Workplace deaths: WorkSafe faces backlash over 'low-quality data'

Insurance News

By Roxanne Libatique

WorkSafe has drawn flak over what has been described as under-reporting of workplace deaths in New Zealand for years.

WorkSafe’s official death count of 42 individuals in 2018 jumped to 108 in 2019 and award-winning director Tony Sutorius commented in a Scoop.co.nz article that he was dismayed with the government agency’s reporting of workplace deaths, which it is claimed excluded transport deaths.

“Every New Zealander should be very troubled by this under-reporting of workplace deaths. What a kick in the guts for these families. As far as WorkSafe has been concerned, very literally, these deaths simply haven’t counted,” Sutorius said.

“WorkSafe [has] claimed that [it] recently saw the ‘clear picture for the first time.’ I find that remarkable when this issue has been widely known in the sector for years. I spoke about it in detail from the stage at Together’s premiere at the New Zealand International Film Festival in August last year. Where have they been? I have some other facts that I hope WorkSafe will now explain.”

WorkSafe said it would work with the Accident Compensation Corporation (ACC) to fill in the gaps in its data.

“Last year, we saw [a] clear picture for the first time. I’m deeply concerned that the number of fatalities has not continued to drop in line with our expectations,” Phil Parkes, chief executive of WorkSafe, told RNZ.

“The data hasn’t been there in terms of one place where we could look at it. The data set was [of] low quality and dispersed across the system. It was hidden for sure because it was in these data sets, but it hasn’t been pulled together.”

Parkes told RNZ that there has been no under-reporting of workplace fatalities.

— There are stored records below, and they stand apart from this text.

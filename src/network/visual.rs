use eframe::egui::Color32;

use super::encoding::{
    DEFAULT_NODE_COLOR, HIGHLIGHTED_NODE_COLOR, LinkStyle, NEIGHBOR_NODE_COLOR, link_style,
    node_radius,
};
use super::graph::IndexedGraph;
use super::labels::LabelDensity;

/// Pointer state of the network view, by node/link index.
#[derive(Clone, Copy, Debug, Default, PartialEq, Eq)]
pub struct InteractionState {
    pub hovered_node: Option<usize>,
    pub hovered_link: Option<usize>,
    pub dragged_node: Option<usize>,
}

impl InteractionState {
    /// Node whose neighborhood is isolated; a drag keeps focus while the
    /// pointer lags behind the node.
    pub fn focus(&self) -> Option<usize> {
        self.hovered_node.or(self.dragged_node)
    }

    fn is_highlighted(&self, index: usize) -> bool {
        self.hovered_node == Some(index) || self.dragged_node == Some(index)
    }
}

#[derive(Clone, Copy, Debug, PartialEq, Eq)]
pub enum NodeFill {
    Default,
    Focused,
    /// Linked from the focused node, which is the link's source.
    Neighbor,
}

impl NodeFill {
    pub fn color(self) -> Color32 {
        match self {
            Self::Default => DEFAULT_NODE_COLOR,
            Self::Focused => HIGHLIGHTED_NODE_COLOR,
            Self::Neighbor => NEIGHBOR_NODE_COLOR,
        }
    }
}

#[derive(Clone, Copy, Debug, PartialEq)]
pub struct NodeInstruction {
    pub visible: bool,
    pub fill: NodeFill,
    pub radius: f32,
    pub label_visible: bool,
    pub label_bold: bool,
    pub highlighted: bool,
}

#[derive(Clone, Copy, Debug, PartialEq)]
pub struct LinkInstruction {
    pub visible: bool,
    pub style: LinkStyle,
}

#[derive(Clone, Debug, Default, PartialEq)]
pub struct RenderInstructions {
    pub nodes: Vec<NodeInstruction>,
    pub links: Vec<LinkInstruction>,
    /// Node indices back to front.
    pub draw_order: Vec<usize>,
    pub label_threshold: f64,
}

impl RenderInstructions {
    pub fn visible_node_count(&self) -> usize {
        self.nodes.iter().filter(|node| node.visible).count()
    }

    pub fn visible_link_count(&self) -> usize {
        self.links.iter().filter(|link| link.visible).count()
    }

    pub fn labeled_nodes(&self) -> impl Iterator<Item = usize> + '_ {
        self.nodes
            .iter()
            .enumerate()
            .filter(|(_, node)| node.visible && node.label_visible)
            .map(|(index, _)| index)
    }
}

/// Maps graph scores and pointer state to what should be drawn.
pub fn compute_visual_state(
    graph: &IndexedGraph,
    interaction: &InteractionState,
    density: &LabelDensity,
) -> RenderInstructions {
    let node_count = graph.node_count();
    let focus = interaction.focus().filter(|&index| index < node_count);

    let mut visible = vec![focus.is_none(); node_count];
    let mut fills = vec![NodeFill::Default; node_count];
    let mut link_visible = vec![focus.is_none(); graph.endpoints.len()];

    if let Some(focus) = focus {
        visible[focus] = true;
        fills[focus] = NodeFill::Focused;
        for &link_index in &graph.adjacent_links[focus] {
            let (source, target) = graph.endpoints[link_index];
            link_visible[link_index] = true;
            if source == focus {
                visible[target] = true;
                fills[target] = NodeFill::Neighbor;
            } else {
                visible[source] = true;
            }
        }
    }

    let visible_importance = graph
        .graph
        .nodes
        .iter()
        .zip(&visible)
        .filter(|(_, shown)| **shown)
        .map(|(node, _)| node.relative_importance);
    let label_threshold = density.threshold(visible_importance, node_count);

    let nodes = graph
        .graph
        .nodes
        .iter()
        .enumerate()
        .map(|(index, node)| {
            let highlighted = interaction.is_highlighted(index);
            NodeInstruction {
                visible: visible[index],
                fill: fills[index],
                radius: node_radius(node.frequency),
                label_visible: highlighted || node.relative_importance > label_threshold,
                label_bold: highlighted,
                highlighted,
            }
        })
        .collect::<Vec<_>>();

    let links = graph
        .endpoints
        .iter()
        .zip(&graph.graph.links)
        .enumerate()
        .map(|(index, (&(source, target), link))| {
            let shown = link_visible[index];
            let hovered = shown && interaction.hovered_link == Some(index);
            LinkInstruction {
                visible: shown,
                style: link_style(link, nodes[source].radius, nodes[target].radius, hovered),
            }
        })
        .collect::<Vec<_>>();

    let mut draw_order = Vec::with_capacity(node_count);
    draw_order.extend((0..node_count).filter(|&index| !nodes[index].label_visible));
    draw_order.extend(
        (0..node_count).filter(|&index| nodes[index].label_visible && !nodes[index].highlighted),
    );
    draw_order.extend((0..node_count).filter(|&index| nodes[index].highlighted));

    RenderInstructions {
        nodes,
        links,
        draw_order,
        label_threshold,
    }
}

He explained to RNZ that the difference in the reported deaths was simply a change in the way existing data was being aggregated and presented.

Parkes went on to tell RNZ that he didn’t think it was viable that WorkSafe’s team or board could have had better data sooner.

“But I do acknowledge if we’d have had the information faster, we could have acted faster,” he said.

It has now set up a new team and is commissioning research to understand more about where the harm is taking place.